Um der Würde der Feier gerecht zu werden, wurden alle Kardinäle, die online dabei sind, gebeten, auch vor dem heimischen Computer liturgische Kardinalskleidung anzulegen. Sim und Advincula tragen noch das Violett der Bischöfe. Ihre roten Roben sollen sie von einem Vertreter des Papstes demnächst vor Ort überreicht bekommen.
Kardinalserhebung in Zeiten der Pandemie
Aus der Reihe der anwesenden Purpurträger sticht der päpstliche Hausprediger Raniero Cantalamessa hervor. Der 86-jährige Kapuziner hat nicht nur auf die Bischofsweihe verzichtet, sondern auch auf die rote Kardinalssoutane. Stattdessen trägt er sein braunes Ordensgewand. Ab Freitag ist er wieder im Einsatz, wenn er in der vatikanischen Audienzhalle seine adventliche Predigtreihe für die Kurie beginnt.
Zwar wird insgesamt auf die übliche Umarmung verzichtet. Doch Washingtons Erzbischof Wilton Gregory, Nach-Nachfolger von Ex-Kardinal Theodore McCarrick (90) und erster US-Afroamerikaner mit Kardinalswürde, behält als einziger die Schutzmaske auf, als er vor Franziskus kniet. Im Übrigen tragen alle Anwesenden eine schlichte chirurgische Maske. Die mancherorts präsentierten Edelausführungen in liturgischen Farben oder Kardinalsrot waren nirgends zu sehen.
Besuch beim emeritierten Papst Benedikt XVI.

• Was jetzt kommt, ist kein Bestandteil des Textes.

// ABOUTME: Compiled-in deployment profiles pinning one image tag per service.
// ABOUTME: Each profile is a complete, tested tag-set for the whole stack.

use super::{PortSpec, RunSpec, ServiceDefinition, ServiceKind};
use crate::probe::ProbePolicy;
use crate::types::ImageRef;
use std::fmt;

const DB_IMAGE: &str = "postgres:13.3";
const BROKER_IMAGE: &str = "alfresco/alfresco-activemq:5.16.4-jre11-centos7";
const TRANSFORM_IMAGE: &str = "alfresco/alfresco-transform-core-aio:2.5.7";
const REPOSITORY_IMAGE: &str = "alfresco/alfresco-content-repository-community:7.2.0";
const SEARCH_IMAGE: &str = "alfresco/alfresco-search-services:2.0.3";
const WEB_APP_IMAGE: &str = "alfresco/alfresco-content-app:2.9.0";
const PROXY_IMAGE: &str = "alfresco/alfresco-acs-nginx:3.4.2";

const MIB: u64 = 1024 * 1024;

/// A deployable version of the whole stack.
///
/// Profiles are compiled in; the CLI parses the profile name and rejects
/// unknown ones before anything else runs.
#[derive(Debug, Clone, Copy, PartialEq, Eq)]
pub enum Profile {
    /// Community 7.2 generation images.
    Community72,
}

impl Profile {
    pub fn as_str(&self) -> &'static str {
        match self {
            Profile::Community72 => "community-7.2",
        }
    }

    /// Engine architectures this profile's images are published for.
    pub fn supported_architectures(&self) -> &'static [&'static str] {
        match self {
            Profile::Community72 => &["x86_64", "amd64"],
        }
    }
}

impl fmt::Display for Profile {
    fn fmt(&self, f: &mut fmt::Formatter<'_>) -> fmt::Result {
        write!(f, "{}", self.as_str())
    }
}

fn image(reference: &str) -> ImageRef {
    ImageRef::parse(reference).expect("profile image tags are valid references")
}

fn env(pairs: &[(&str, &str)]) -> Vec<(String, String)> {
    pairs
        .iter()
        .map(|(k, v)| (k.to_string(), v.to_string()))
        .collect()
}

/// Service definitions for a profile, in catalog order.
pub(super) fn definitions(profile: Profile) -> Vec<ServiceDefinition> {
    match profile {
        Profile::Community72 => community_72(),
    }
}

fn community_72() -> Vec<ServiceDefinition> {
    vec![
        ServiceDefinition {
            kind: ServiceKind::Db,
            image: image(DB_IMAGE),
            run: RunSpec {
                env: env(&[
                    ("POSTGRES_PASSWORD", "alfresco"),
                    ("POSTGRES_USER", "alfresco"),
                    ("POSTGRES_DB", "alfresco"),
                ]),
                memory_bytes: 768 * MIB,
                port: Some(PortSpec {
                    host_port: 5432,
                    container_port: 5432,
                }),
                command: Some(
                    [
                        "postgres",
                        "-c",
                        "max_connections=200",
                        "-c",
                        "logging_collector=on",
                        "-c",
                        "log_min_messages=LOG",
                        "-c",
                        "log_directory=/var/log/postgresql",
                    ]
                    .map(str::to_string)
                    .to_vec(),
                ),
            },
            start_group: 0,
            probe: ProbePolicy::query(&["psql", "-U", "alfresco", "-c", "select 1 where false"]),
        },
        ServiceDefinition {
            kind: ServiceKind::Broker,
            image: image(BROKER_IMAGE),
            run: RunSpec {
                env: Vec::new(),
                memory_bytes: 768 * MIB,
                port: Some(PortSpec {
                    host_port: 8161,
                    container_port: 8161,
                }),
                command: None,
            },
            start_group: 0,
            probe: ProbePolicy::http(
                "bash",
                "curl -u admin:admin -L -s -o /dev/null --max-time 1 -w \"%{http_code}\" http://localhost:8161",
            ),
        },
        ServiceDefinition {
            kind: ServiceKind::Transform,
            image: image(TRANSFORM_IMAGE),
            run: RunSpec {
                env: env(&[(
                    "JAVA_OPTS",
                    "-XX:MinRAMPercentage=50 -XX:MaxRAMPercentage=80 \
                     -Dserver.tomcat.threads.max=12 -Dserver.tomcat.threads.min=4 \
                     -Dlogging.level.org.alfresco.transform.router.TransformerDebug=ERROR",
                )]),
                memory_bytes: 1536 * MIB,
                port: None,
                command: None,
            },
            start_group: 1,
            probe: ProbePolicy::http(
                "bash",
                "curl -s -o /dev/null --max-time 1 -w \"%{http_code}\" http://localhost:8090",
            ),
        },
        ServiceDefinition {
            kind: ServiceKind::Search,
            image: image(SEARCH_IMAGE),
            run: RunSpec {
                env: env(&[
                    ("SOLR_ALFRESCO_HOST", "repository"),
                    ("SOLR_ALFRESCO_PORT", "8080"),
                    ("SOLR_SOLR_HOST", "search"),
                    ("SOLR_SOLR_PORT", "8983"),
                    ("SOLR_CREATE_ALFRESCO_DEFAULTS", "alfresco,archive"),
                    ("ALFRESCO_SECURE_COMMS", "secret"),
                    ("JAVA_TOOL_OPTIONS", "-Dalfresco.secureComms.secret=secret"),
                ]),
                memory_bytes: 1024 * MIB,
                port: Some(PortSpec {
                    host_port: 8083,
                    container_port: 8983,
                }),
                command: None,
            },
            start_group: 1,
            probe: ProbePolicy::http(
                "bash",
                "curl -s -L -o /dev/null --max-time 1 -w \"%{http_code}\" \
                 --header \"X-Alfresco-Search-Secret:secret\" http://localhost:8983/solr",
            ),
        },
        ServiceDefinition {
            kind: ServiceKind::Repository,
            image: image(REPOSITORY_IMAGE),
            run: RunSpec {
                env: env(&[
                    (
                        "JAVA_TOOL_OPTIONS",
                        "-Dencryption.keystore.type=JCEKS \
                         -Dencryption.cipherAlgorithm=DESede/CBC/PKCS5Padding \
                         -Dencryption.keyAlgorithm=DESede \
                         -Dencryption.keystore.location=/usr/local/tomcat/shared/classes/alfresco/extension/keystore/keystore \
                         -Dmetadata-keystore.password=mp6yc0UD9e \
                         -Dmetadata-keystore.aliases=metadata \
                         -Dmetadata-keystore.metadata.password=oKIWzVdEdA \
                         -Dmetadata-keystore.metadata.algorithm=DESede",
                    ),
                    (
                        "JAVA_OPTS",
                        "-Ddb.driver=org.postgresql.Driver -Ddb.username=alfresco \
                         -Ddb.password=alfresco -Ddb.url=jdbc:postgresql://db:5432/alfresco \
                         -Dsolr.host=search -Dsolr.port=8983 -Dsolr.http.connection.timeout=1000 \
                         -Dsolr.secureComms=secret -Dsolr.sharedSecret=secret \
                         -Dsolr.base.url=/solr -Dindex.subsystem.name=solr6 \
                         -Dshare.host=127.0.0.1 -Dshare.port=8080 \
                         -Dalfresco.host=localhost -Dalfresco.port=8080 \
                         -Daos.baseUrlOverwrite=http://localhost:8080/alfresco/aos \
                         -Dmessaging.broker.url='failover:(nio://broker:61616)?timeout=3000&jms.useCompression=true' \
                         -Ddeployment.method=DOCKER_COMPOSE \
                         -DlocalTransform.core-aio.url=http://transform:8090/ \
                         -Dcsrf.filter.enabled=false \
                         -XX:MinRAMPercentage=50 -XX:MaxRAMPercentage=80",
                    ),
                ]),
                memory_bytes: 3328 * MIB,
                port: None,
                command: None,
            },
            start_group: 2,
            probe: ProbePolicy::http(
                "bash",
                "curl -s -o /dev/null --max-time 1 -w \"%{http_code}\" \
                 http://localhost:8080/alfresco/s/api/server",
            ),
        },
        ServiceDefinition {
            kind: ServiceKind::WebApp,
            image: image(WEB_APP_IMAGE),
            run: RunSpec {
                env: Vec::new(),
                memory_bytes: 256 * MIB,
                port: None,
                command: None,
            },
            start_group: 3,
            probe: ProbePolicy::http(
                "sh",
                "curl -s -o /dev/null --max-time 1 -w \"%{http_code}\" http://localhost:8080/",
            ),
        },
        ServiceDefinition {
            kind: ServiceKind::Proxy,
            image: image(PROXY_IMAGE),
            run: RunSpec {
                env: env(&[
                    ("DISABLE_PROMETHEUS", "true"),
                    ("DISABLE_SYNCSERVICE", "true"),
                    ("DISABLE_ADW", "true"),
                    ("DISABLE_CONTROL_CENTER", "true"),
                    ("DISABLE_SHARE", "true"),
                    ("ENABLE_CONTENT_APP", "true"),
                ]),
                memory_bytes: 128 * MIB,
                port: Some(PortSpec {
                    host_port: 8080,
                    container_port: 8080,
                }),
                command: None,
            },
            start_group: 4,
            probe: ProbePolicy::http(
                "sh",
                "curl -s -o /dev/null --max-time 1 -w \"%{http_code}\" http://localhost:8080/content-app/",
            ),
        },
    ]
}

Unverständnis hingegen herrscht nach dem traditionellen Besuch der Neu-Kardinäle beim Alt-Papst. Schutzmaske, Mindestabstände in Bänken wie beim Singen: auf einmal scheinen alle Vorschriften vergessen. Seit' an Seit' sitzen die Männer in den Bänken der Klosterkapelle von "Mater ecclesiae" und singen das "Salve Regina", während Papst Franziskus und der inzwischen 93-jährige Benedikt XVI. unmittelbar vor ihnen sitzen.

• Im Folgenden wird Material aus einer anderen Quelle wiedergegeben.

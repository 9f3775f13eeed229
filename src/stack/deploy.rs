// ABOUTME: Staged deployment and teardown fan-out against the engine gateway.
// ABOUTME: Enforces start-order gating and per-service idempotence.

use crate::catalog::{Catalog, STACK_NETWORK, ServiceDefinition, ServiceKind};
use crate::runtime::{
    ContainerConfig, ContainerOps, ContainerState, NetworkConfig, NetworkOps, PortMapping,
};
use futures::future::join_all;
use std::collections::HashMap;
use std::time::Duration;

/// How long a stopped container gets to shut down before the engine kills it.
pub const STOP_TIMEOUT: Duration = Duration::from_secs(10);

/// Interval between polls while waiting for a stage group to come up.
const STAGE_POLL_INTERVAL: Duration = Duration::from_millis(500);

/// Labels marking containers as managed by this tool.
fn managed_labels(kind: ServiceKind) -> HashMap<String, String> {
    HashMap::from([
        ("stackdock.managed".to_string(), "true".to_string()),
        ("stackdock.service".to_string(), kind.as_str().to_string()),
    ])
}

/// Deploy the whole stack, one stage group at a time.
///
/// Stages run in ascending order; within a stage every service launches
/// concurrently. A later stage is not started until every container of the
/// prior stage is running in the engine's bookkeeping sense - the process
/// exists, not that the service is ready.
///
/// Failures never propagate out: they are logged, and the poll loop derives
/// the resulting phase from whatever state the engine ends up in.
pub async fn deploy_stack<G>(
    gateway: &G,
    catalog: &Catalog,
    expose_ports: bool,
    poll_interval: Option<Duration>,
) where
    G: ContainerOps + NetworkOps,
{
    let network = NetworkConfig {
        name: STACK_NETWORK.to_string(),
        driver: Some("bridge".to_string()),
    };
    if let Err(e) = gateway.ensure_network(&network).await {
        tracing::warn!("failed to ensure network {}: {}", STACK_NETWORK, e);
        return;
    }

    let poll_interval = poll_interval.unwrap_or(STAGE_POLL_INTERVAL);

    for stage in catalog.stages().iter() {
        let launches = stage
            .services
            .iter()
            .map(|kind| deploy_service(gateway, catalog.get(*kind), expose_ports))
            .collect::<Vec<_>>();

        let results = join_all(launches).await;
        if results.iter().any(|ok| !ok) {
            tracing::warn!(
                "stage {} did not launch cleanly, deferring to the poll loop",
                stage.order
            );
            return;
        }

        if !wait_for_stage_running(gateway, &stage.services, poll_interval).await {
            return;
        }
    }
}

/// Launch one service if it is not already running.
///
/// A running container with the service's name is left alone; anything stale
/// under that name is removed first so the create cannot collide.
async fn deploy_service<G>(gateway: &G, def: &ServiceDefinition, expose_ports: bool) -> bool
where
    G: ContainerOps,
{
    let name = def.kind.as_str();

    match gateway.inspect_container(name).await {
        Ok(Some(info)) if info.state == ContainerState::Running => {
            tracing::debug!("{} already running, skipping", name);
            return true;
        }
        Ok(Some(_)) => {
            if let Err(e) = gateway.remove_container(name).await {
                tracing::warn!("failed to remove stale container {}: {}", name, e);
                return false;
            }
        }
        Ok(None) => {}
        Err(e) => {
            tracing::warn!("inspect failed for {}: {}", name, e);
            return false;
        }
    }

    let ports = match (&def.run.port, expose_ports) {
        (Some(spec), true) => vec![PortMapping {
            host_port: spec.host_port,
            container_port: spec.container_port,
        }],
        _ => Vec::new(),
    };

    let config = ContainerConfig {
        name: name.to_string(),
        image: def.image.clone(),
        env: def.run.env.clone(),
        labels: managed_labels(def.kind),
        ports,
        memory_bytes: Some(def.run.memory_bytes),
        command: def.run.command.clone(),
        network: Some(STACK_NETWORK.to_string()),
    };

    let id = match gateway.create_container(&config).await {
        Ok(id) => id,
        Err(e) => {
            tracing::warn!("failed to create {}: {}", name, e);
            return false;
        }
    };

    if let Err(e) = gateway.start_container(&id).await {
        tracing::warn!("failed to start {}: {}", name, e);
        return false;
    }

    tracing::info!("started {}", name);
    true
}

/// Wait until every service in the group has a running container.
///
/// Gives up (returning false) when a container dies or disappears while
/// waiting - the next stage must not launch on a broken foundation, and the
/// poll loop will surface the failure as a phase change.
async fn wait_for_stage_running<G>(
    gateway: &G,
    services: &[ServiceKind],
    poll_interval: Duration,
) -> bool
where
    G: ContainerOps,
{
    loop {
        let mut all_running = true;

        for kind in services {
            let name = kind.as_str();
            match gateway.inspect_container(name).await {
                Ok(Some(info)) => match info.state {
                    ContainerState::Running => {}
                    ContainerState::Exited | ContainerState::Dead => {
                        tracing::warn!("{} {} while its stage was starting", name, info.status);
                        return false;
                    }
                    _ => all_running = false,
                },
                Ok(None) => {
                    // It was just created; if it vanished, someone tore the
                    // stack down underneath us
                    tracing::warn!("{} disappeared while its stage was starting", name);
                    return false;
                }
                Err(e) => {
                    tracing::debug!("inspect failed for {}: {}", name, e);
                    all_running = false;
                }
            }
        }

        if all_running {
            return true;
        }

        tokio::time::sleep(poll_interval).await;
    }
}

/// Stop and remove (volumes included) every service that has a container.
///
/// Removal failures are logged, not surfaced: the poll loop re-derives the
/// phase from whatever containers remain.
pub async fn teardown_stack<G>(gateway: &G, catalog: &Catalog)
where
    G: ContainerOps,
{
    let teardowns = catalog
        .services()
        .iter()
        .map(|def| async move {
            let name = def.kind.as_str();

            let info = match gateway.inspect_container(name).await {
                Ok(Some(info)) => info,
                Ok(None) => return,
                Err(e) => {
                    tracing::debug!("inspect failed for {}: {}", name, e);
                    return;
                }
            };

            if info.state == ContainerState::Running {
                if let Err(e) = gateway.stop_container(&info.id, STOP_TIMEOUT).await {
                    tracing::warn!("failed to stop {}: {}", name, e);
                }
            }

            if let Err(e) = gateway.remove_container(name).await {
                tracing::warn!("failed to remove {}: {}", name, e);
            } else {
                tracing::info!("removed {}", name);
            }
        })
        .collect::<Vec<_>>();

    join_all(teardowns).await;
}

#[cfg(test)]
mod tests {
    use super::*;
    use crate::catalog::{Catalog, Profile};
    use crate::stack::testing::FakeGateway;
    use std::sync::Arc;

    fn catalog() -> Catalog {
        Catalog::for_profile(Profile::Community72)
    }

    fn all_names(catalog: &Catalog) -> Vec<&'static str> {
        catalog.services().iter().map(|s| s.kind.as_str()).collect()
    }

    #[tokio::test]
    async fn deploys_every_service_and_the_network() {
        let fake = FakeGateway::new();
        let catalog = catalog();

        deploy_stack(&fake, &catalog, false, None).await;

        assert!(fake.has_network(STACK_NETWORK));
        for name in all_names(&catalog) {
            assert_eq!(fake.container_state(name), Some(ContainerState::Running));
        }
    }

    #[tokio::test]
    async fn running_services_are_not_redeployed() {
        let fake = FakeGateway::new();
        let catalog = catalog();

        deploy_stack(&fake, &catalog, false, None).await;
        fake.clear_created_log();

        deploy_stack(&fake, &catalog, false, None).await;

        assert!(
            fake.created_log().is_empty(),
            "no create calls for already-running services"
        );
    }

    #[tokio::test]
    async fn stale_container_is_removed_before_create() {
        let fake = FakeGateway::new();
        let catalog = catalog();
        fake.insert_container("db", ContainerState::Exited);

        deploy_stack(&fake, &catalog, false, None).await;

        assert_eq!(fake.container_state("db"), Some(ContainerState::Running));
        assert_eq!(fake.created_log().iter().filter(|n| *n == "db").count(), 1);
    }

    #[tokio::test]
    async fn later_group_waits_for_prior_group_running() {
        let fake = Arc::new(FakeGateway::with_manual_start());
        let catalog = catalog();

        let task = {
            let fake = Arc::clone(&fake);
            let catalog = catalog.clone();
            tokio::spawn(async move {
                deploy_stack(
                    fake.as_ref(),
                    &catalog,
                    false,
                    Some(Duration::from_millis(5)),
                )
                .await;
            })
        };

        tokio::time::sleep(Duration::from_millis(50)).await;

        // Group 0 launched, group 1 deferred while db/broker are only Created
        assert!(fake.has_container("db"));
        assert!(fake.has_container("broker"));
        assert!(!fake.has_container("transform"));
        assert!(!fake.has_container("search"));

        fake.set_state("db", ContainerState::Running);
        fake.set_state("broker", ContainerState::Running);
        tokio::time::sleep(Duration::from_millis(50)).await;

        assert!(fake.has_container("transform"));
        assert!(fake.has_container("search"));
        assert!(!fake.has_container("repository"));

        task.abort();
    }

    #[tokio::test]
    async fn deploy_aborts_when_a_service_dies_while_gating() {
        let fake = Arc::new(FakeGateway::with_manual_start());
        let catalog = catalog();

        let task = {
            let fake = Arc::clone(&fake);
            let catalog = catalog.clone();
            tokio::spawn(async move {
                deploy_stack(
                    fake.as_ref(),
                    &catalog,
                    false,
                    Some(Duration::from_millis(5)),
                )
                .await;
            })
        };

        tokio::time::sleep(Duration::from_millis(50)).await;
        fake.set_state("db", ContainerState::Exited);
        fake.set_state("broker", ContainerState::Running);

        task.await.expect("deploy task finishes by aborting");
        assert!(!fake.has_container("transform"));
    }

    #[tokio::test]
    async fn teardown_stops_and_removes_everything() {
        let fake = FakeGateway::new();
        let catalog = catalog();
        deploy_stack(&fake, &catalog, false, None).await;

        teardown_stack(&fake, &catalog).await;

        for name in all_names(&catalog) {
            assert!(!fake.has_container(name), "{} should be removed", name);
        }
    }

    #[tokio::test]
    async fn teardown_tolerates_absent_containers() {
        let fake = FakeGateway::new();
        let catalog = catalog();
        fake.insert_container("db", ContainerState::Exited);

        // Only one of seven containers exists; the rest are no-ops
        teardown_stack(&fake, &catalog).await;

        assert!(!fake.has_container("db"));
    }
}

Der Vatikanexperte Ulrich-Nersinger kommentiert in einem Gastkommentar für DOMRADIO.DE: "Die spinnen, die Römer!" Nicht nur wegen der gesundheitlichen Risiken, sondern auch weil Franziskus selbst verschiedentlich öffentlich eingeschärft hat, Hygieneregeln einzuhalten. Er selbst trägt eine Maske äußerst selten; mutmaßlich weil ihm diese wegen seiner früheren Lungen-OP zusätzlich Atemschwierigkeiten beschert.
"Hirte" statt "Eminenz"
Unter den vom Papst als Bischof von Rom zugeteilten Titelkirchen - Kardinäle sind traditionsgemäß so etwas wie Pfarrer der wichtigsten Kirchen in Rom - gibt es zwei Besonderheiten. Enrico Feroci (80), zuletzt Seelsorger in dem zu Rom gehörenden ländlichen Bezirk Castel di Leva, erhält seine Pfarrkirche Santa Maria del Divino Amore zugesprochen. Woraufhin Franziskus der lateinischen Erhebungsformel lächelnd hinzufügt: "Der Papst macht den Pfarrer zum Kardinal".

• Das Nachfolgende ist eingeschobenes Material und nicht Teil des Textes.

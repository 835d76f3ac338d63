//! Header list encoding for the `request_headers`/`response_headers` blobs.
//!
//! A header list is stored as a JSON array of `[name, value]` pairs so that
//! repeated headers survive a round trip in their original order. A value is
//! a string when it is valid UTF-8 and an array of raw bytes otherwise.

use http::{HeaderMap, HeaderName, HeaderValue};
use serde::{Deserialize, Serialize};

use crate::Error;

#[derive(Serialize, Deserialize)]
#[serde(untagged)]
enum StoredValue {
    Text(String),
    Bytes(Vec<u8>),
}

impl From<&HeaderValue> for StoredValue {
    fn from(value: &HeaderValue) -> Self {
        match std::str::from_utf8(value.as_bytes()) {
            Ok(text) => StoredValue::Text(text.to_string()),
            Err(_) => StoredValue::Bytes(value.as_bytes().to_vec()),
        }
    }
}

impl StoredValue {
    fn as_bytes(&self) -> &[u8] {
        match self {
            StoredValue::Text(text) => text.as_bytes(),
            StoredValue::Bytes(bytes) => bytes,
        }
    }
}

pub fn encode(headers: &HeaderMap) -> Result<Vec<u8>, Error> {
    let pairs: Vec<(&str, StoredValue)> = headers
        .iter()
        .map(|(name, value)| (name.as_str(), StoredValue::from(value)))
        .collect();

    serde_json::to_vec(&pairs).map_err(|e| Error::InvalidHeaders(e.to_string()))
}

pub fn decode(blob: &[u8]) -> Result<HeaderMap, Error> {
    let pairs: Vec<(String, StoredValue)> =
        serde_json::from_slice(blob).map_err(|e| Error::InvalidHeaders(e.to_string()))?;

    let mut headers = HeaderMap::with_capacity(pairs.len());
    for (name, value) in pairs {
        let name = HeaderName::from_bytes(name.as_bytes()).map_err(|e| Error::InvalidHeaders(e.to_string()))?;
        let value = HeaderValue::from_bytes(value.as_bytes()).map_err(|e| Error::InvalidHeaders(e.to_string()))?;
        headers.append(name, value);
    }

    Ok(headers)
}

Die seit 2018 verwaiste Titelkirche von Ex-Kardinal McCarrick, Santi Nereo ed Achilleo nahe den Caracalla-Thermen, erhält hingegen der Aufräumer im chilenischen Missbrauchsskandal, Erzbischof Celestino Aos von Santiago. Franziskus' häufige Warnung vor Klerikalismus klingt auch in seiner Predigt an: Ein Kardinal, der sich nur als "Eminenz" fühle und nicht mehr als "Hirte", sei bereits vom Weg Jesu abgekommen.
Messe zum ersten Adventssonntag
Als der Papst am Sonntag mit den neuen Kardinälen die Messe zum ersten Adventssonntag feiert, ist Wachsamkeit ein wichtiges Stichwort. Für Christen gebe es zwei Arten der Wachsamkeit: Gebet und Liebe. Beten helfe gegen den "gefährlichen Schlaf der Mittelmäßigkeit"; denn die sei das Gegenteil zum Glauben als "brennender Sehnsucht nach Gott". Liebe zum Nächsten hingegen sei das beste Heilmittel gegen Gleichgültigkeit.
Gleichgültig würden Menschen, die nur um sich selbst kreisen. "Dann fängt man an, sich über alles zu beschweren, fühlt sich von allen schikaniert und schließlich schmiedet man ein Komplott gegen alles", warnt Franziskus. Gegen eine solche "Kettenreaktion" helfe nur Nächstenliebe: "So wie man ohne Herzschlag nicht leben kann, so kann man ohne Liebe kein Christ sein."